Dictado por el FMI, el Banco Central
Europeo y la Comisión Europea nos llega un mandato interesado en salvar a los
bancos a costa de empeorar las condiciones de vida y trabajo de los asalariados
y de los grupos sociales más débiles, sobre los que se cargan los peores costes
de la recesión, mientras los máximos responsables del desastre económico eluden
sus responsabilidades políticas, profesionales y fiscales, o incluso algunos de
ellos escapan de la acción de la justicia y los especuladores, los grupos
sociales más ricos, las grandes empresas y las mayores fortunas aumentan sus rentas
en plena recesión, cumpliéndose una vez más el aserto de Marx, de que las
crisis económicas son procesos de destrucción y reorganización de las fuerzas
productivas pero también de concentración de capital.
De manera rápida y coactiva, con la
coartada de la crisis se está construyendo una Unión Europea que está perdiendo
dos rasgos característicos que servían de inspiración a otros países, que son
el sistema representativo democrático y el Estado del Bienestar, ahora ambos en
franco retroceso. Tal es el molde en que los ricos de Europa, y por supuesto
los de España, han decidido encajar a las sociedades utilizando para ello el
calzador de las medidas de austeridad.
La opinión popular percibe que para
la Comisión Europea (y para quienes están detrás de sus decisiones,
especialmente el lobby bancario),
antes están los bancos que los ciudadanos, y que no hay dudas en condenar a la
gente corriente a vivir peor con tal de salvar el euro, poniendo antes el
dinero que las necesidades de las personas, a las cuales el primero debe servir.
La Europa de los mercaderes, surgida con la fundación del Mercado Común
(Tratado de Roma, 1958), ha dado paso a la Europa de los financieros, impulsada
por el Tratado de Maastrich (1992), dejando al margen, como una meta
desdeñable, la Europa de los ciudadanos y de los trabajadores, que son los que están
sufriendo, atónitos y crecientemente indignados, las medidas de austeridad para
salir de la recesión, dictadas desde ignotos y egocéntricos cenáculos.
Con los “valores” neoliberales de la
desigualdad y la insolidaridad que inspiran las medidas de austeridad selectiva
-aplicadas sólo hacia abajo en la pirámide de rentas-, las derechas europeas y
naturalmente la española han optado también por cambiar el carácter del Estado.

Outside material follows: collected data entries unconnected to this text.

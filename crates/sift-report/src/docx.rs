//! DOCX report built with docx-rs
//!
//! A `Title` paragraph, one paragraph per content line, then every image on
//! its own page as an inline picture 6 inches wide.

use std::io::Cursor;

use docx_rs::{BreakType, Docx, PageMargin, Paragraph, Pic, Run, Style, StyleType};
use sift_types::FilteredResult;

use crate::error::ReportError;
use crate::media::LoadedImage;

const TITLE: &str = "Extracted Report";

/// 6 inches in English Metric Units
const IMAGE_WIDTH_EMU: u32 = 5_486_400;

/// A4 portrait in twentieths of a point
const A4_TWIPS: (u32, u32) = (11_906, 16_838);
const MARGIN_TWIPS: i32 = 1_440;

pub(crate) fn render(
    content: &FilteredResult,
    images: &[LoadedImage],
) -> Result<Vec<u8>, ReportError> {
    let mut docx = Docx::new()
        .page_size(A4_TWIPS.0, A4_TWIPS.1)
        .page_margin(
            PageMargin::new()
                .top(MARGIN_TWIPS)
                .right(MARGIN_TWIPS)
                .bottom(MARGIN_TWIPS)
                .left(MARGIN_TWIPS),
        )
        .add_style(
            Style::new("Title", StyleType::Paragraph)
                .name("Title")
                .size(56),
        )
        .add_paragraph(
            Paragraph::new()
                .style("Title")
                .add_run(Run::new().add_text(TITLE)),
        );

    for line in content.lines() {
        docx = docx.add_paragraph(paragraph(line));
    }

    for image in images {
        let (cx, cy) = picture_size(image);
        let pic = Pic::new(&image.png_bytes()?).size(cx, cy);
        docx = docx
            .add_paragraph(Paragraph::new().add_run(Run::new().add_break(BreakType::Page)))
            .add_paragraph(Paragraph::new().add_run(Run::new().add_image(pic)));
    }

    let mut out = Cursor::new(Vec::new());
    docx.build()
        .pack(&mut out)
        .map_err(|e| ReportError::Docx(e.to_string()))?;
    Ok(out.into_inner())
}

fn paragraph(line: &str) -> Paragraph {
    let text = xml_text(line);
    if text.is_empty() {
        return Paragraph::new();
    }
    Paragraph::new().add_run(Run::new().add_text(text))
}

/// Drop characters XML 1.0 cannot carry
fn xml_text(line: &str) -> String {
    line.chars()
        .filter(|&c| {
            matches!(c, '\t' | '\n' | '\r')
                || (c >= '\u{20}' && c != '\u{FFFE}' && c != '\u{FFFF}')
        })
        .collect()
}

/// Extent in EMU: fixed width, height keeps the aspect ratio
fn picture_size(image: &LoadedImage) -> (u32, u32) {
    let cy = IMAGE_WIDTH_EMU as u64 * image.height() as u64 / image.width() as u64;
    (IMAGE_WIDTH_EMU, u32::try_from(cy).unwrap_or(u32::MAX))
}

#[cfg(test)]
mod tests {
    use super::*;
    use crate::media::load_images;
    use crate::test_support::png_asset;
    use pretty_assertions::assert_eq;
    use std::io::Read;
    use zip::ZipArchive;

    fn read_part(bytes: &[u8], name: &str) -> String {
        let mut archive = ZipArchive::new(Cursor::new(bytes)).unwrap();
        let mut part = archive.by_name(name).unwrap();
        let mut xml = String::new();
        part.read_to_string(&mut xml).unwrap();
        xml
    }

    fn part_names(bytes: &[u8]) -> Vec<String> {
        let archive = ZipArchive::new(Cursor::new(bytes)).unwrap();
        archive.file_names().map(str::to_string).collect()
    }

    /// Text of every `<w:t>` run, in document order
    fn runs(xml: &str) -> Vec<String> {
        xml.split("<w:t")
            .skip(1)
            .filter_map(|rest| {
                let start = rest.find('>')? + 1;
                let end = rest.find("</w:t>")?;
                Some(rest[start..end].to_string())
            })
            .collect()
    }

    #[test]
    fn test_package_has_document_and_styles() {
        let bytes = render(&FilteredResult::default(), &[]).unwrap();
        let names = part_names(&bytes);
        for part in ["[Content_Types].xml", "word/document.xml", "word/styles.xml"] {
            assert!(names.iter().any(|n| n == part), "missing {}", part);
        }
        let styles = read_part(&bytes, "word/styles.xml");
        assert!(styles.contains("w:styleId=\"Title\""));
    }

    #[test]
    fn test_title_then_one_paragraph_per_line() {
        let content = FilteredResult::from_text("first\n\nthird");
        let xml = read_part(&render(&content, &[]).unwrap(), "word/document.xml");

        assert_eq!(runs(&xml), vec!["Extracted Report", "first", "third"]);
        assert!(xml.contains("w:val=\"Title\""));
        // Title, two text lines and the empty line between them
        assert_eq!(xml.matches("</w:p>").count() + xml.matches("<w:p />").count(), 4);
    }

    #[test]
    fn test_text_is_escaped_and_cleaned() {
        let content = FilteredResult::from_text("a < b & c\u{1}");
        let xml = read_part(&render(&content, &[]).unwrap(), "word/document.xml");
        assert!(xml.contains("a &lt; b &amp; c"));
        assert!(!xml.contains('\u{1}'));
    }

    #[test]
    fn test_images_follow_page_breaks() {
        let dir = tempfile::tempdir().unwrap();
        let (images, _) = load_images(&[
            png_asset(dir.path(), 1, 1, 4, 2),
            png_asset(dir.path(), 1, 2, 2, 2),
        ]);
        let bytes = render(&FilteredResult::from_text("text"), &images).unwrap();

        let media = part_names(&bytes)
            .into_iter()
            .filter(|n| n.starts_with("word/media/"))
            .count();
        assert_eq!(media, 2);

        let xml = read_part(&bytes, "word/document.xml");
        assert_eq!(xml.matches("w:type=\"page\"").count(), 2);
        assert!(xml.contains("cx=\"5486400\" cy=\"2743200\""));
        assert!(xml.contains("cx=\"5486400\" cy=\"5486400\""));
        let text = xml.find(">text<").unwrap();
        let first_break = xml.find("w:type=\"page\"").unwrap();
        assert!(text < first_break);
    }

    #[test]
    fn test_picture_size_keeps_aspect() {
        let dir = tempfile::tempdir().unwrap();
        let (images, _) = load_images(&[png_asset(dir.path(), 1, 1, 10, 5)]);
        assert_eq!(picture_size(&images[0]), (5_486_400, 2_743_200));
    }
}
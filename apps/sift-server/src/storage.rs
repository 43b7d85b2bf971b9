//! Upload and image file handling

use std::fs;
use std::io::{self, Write};
use std::path::{Component, Path, PathBuf};

use sift_types::{ImageAsset, ImageFormat};
use tempfile::NamedTempFile;

use crate::error::ServerError;

/// Working directories, created at startup
#[derive(Debug, Clone)]
pub struct Directories {
    pub uploads: PathBuf,
    pub outputs: PathBuf,
    pub images: PathBuf,
}

impl Directories {
    pub fn create_all(&self) -> io::Result<()> {
        for dir in [&self.uploads, &self.outputs, &self.images] {
            fs::create_dir_all(dir)?;
        }
        Ok(())
    }
}

/// Persist an upload; the file is removed when the handle drops
pub fn save_upload(dir: &Path, bytes: &[u8]) -> io::Result<NamedTempFile> {
    let mut file = tempfile::Builder::new()
        .prefix("upload-")
        .suffix(".pdf")
        .tempfile_in(dir)?;
    file.write_all(bytes)?;
    file.flush()?;
    Ok(file)
}

/// Name of an extracted image relative to the images directory, with `/`
/// separators
pub fn image_name(images_dir: &Path, asset: &ImageAsset) -> String {
    let relative = asset.path.strip_prefix(images_dir).unwrap_or(&asset.path);
    relative
        .components()
        .map(|c| c.as_os_str().to_string_lossy())
        .collect::<Vec<_>>()
        .join("/")
}

/// Turn a client-supplied image name back into an asset. The name must be
/// relative and stay inside `images_dir`, and the file name must follow the
/// `page{p}_img{s}.{ext}` scheme.
pub fn resolve_image(images_dir: &Path, name: &str) -> Result<ImageAsset, ServerError> {
    let invalid = || ServerError::InvalidRequest(format!("Invalid image name '{}'", name));

    let relative = Path::new(name);
    if name.is_empty()
        || !relative
            .components()
            .all(|c| matches!(c, Component::Normal(_)))
    {
        return Err(invalid());
    }

    let file_name = relative
        .file_name()
        .and_then(|n| n.to_str())
        .ok_or_else(invalid)?;
    let (page_index, sequence_in_page, format) = parse_image_file_name(file_name).ok_or_else(invalid)?;

    Ok(ImageAsset {
        page_index,
        sequence_in_page,
        format,
        path: images_dir.join(relative),
    })
}

fn parse_image_file_name(file_name: &str) -> Option<(u32, u32, ImageFormat)> {
    let (stem, extension) = file_name.rsplit_once('.')?;
    let format = ImageFormat::from_extension(extension)?;
    let (page, seq) = stem.strip_prefix("page")?.split_once("_img")?;
    Some((page.parse().ok()?, seq.parse().ok()?, format))
}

Las reformas económicas están alterando
funciones esenciales del Estado, que, en España, escorado por la gestión
autoritaria que efectúa el Gobierno del Partido Popular, tiende a la
centralización, gana en adustez y opacidad, pierde contenido democrático, que
ya era bastante escaso, y deja de ser, en particular en su versión autonómica, un
moderado paladín de los desfavorecidos para ser abiertamente el campeón de los
fuertes y el azote de los débiles; el valedor de la privilegiada casta que ha
seguido ganando dinero con la crisis, de la banca y de los financieros y de los
grandes empresarios, cuando no de los corruptos y de los defraudadores fiscales.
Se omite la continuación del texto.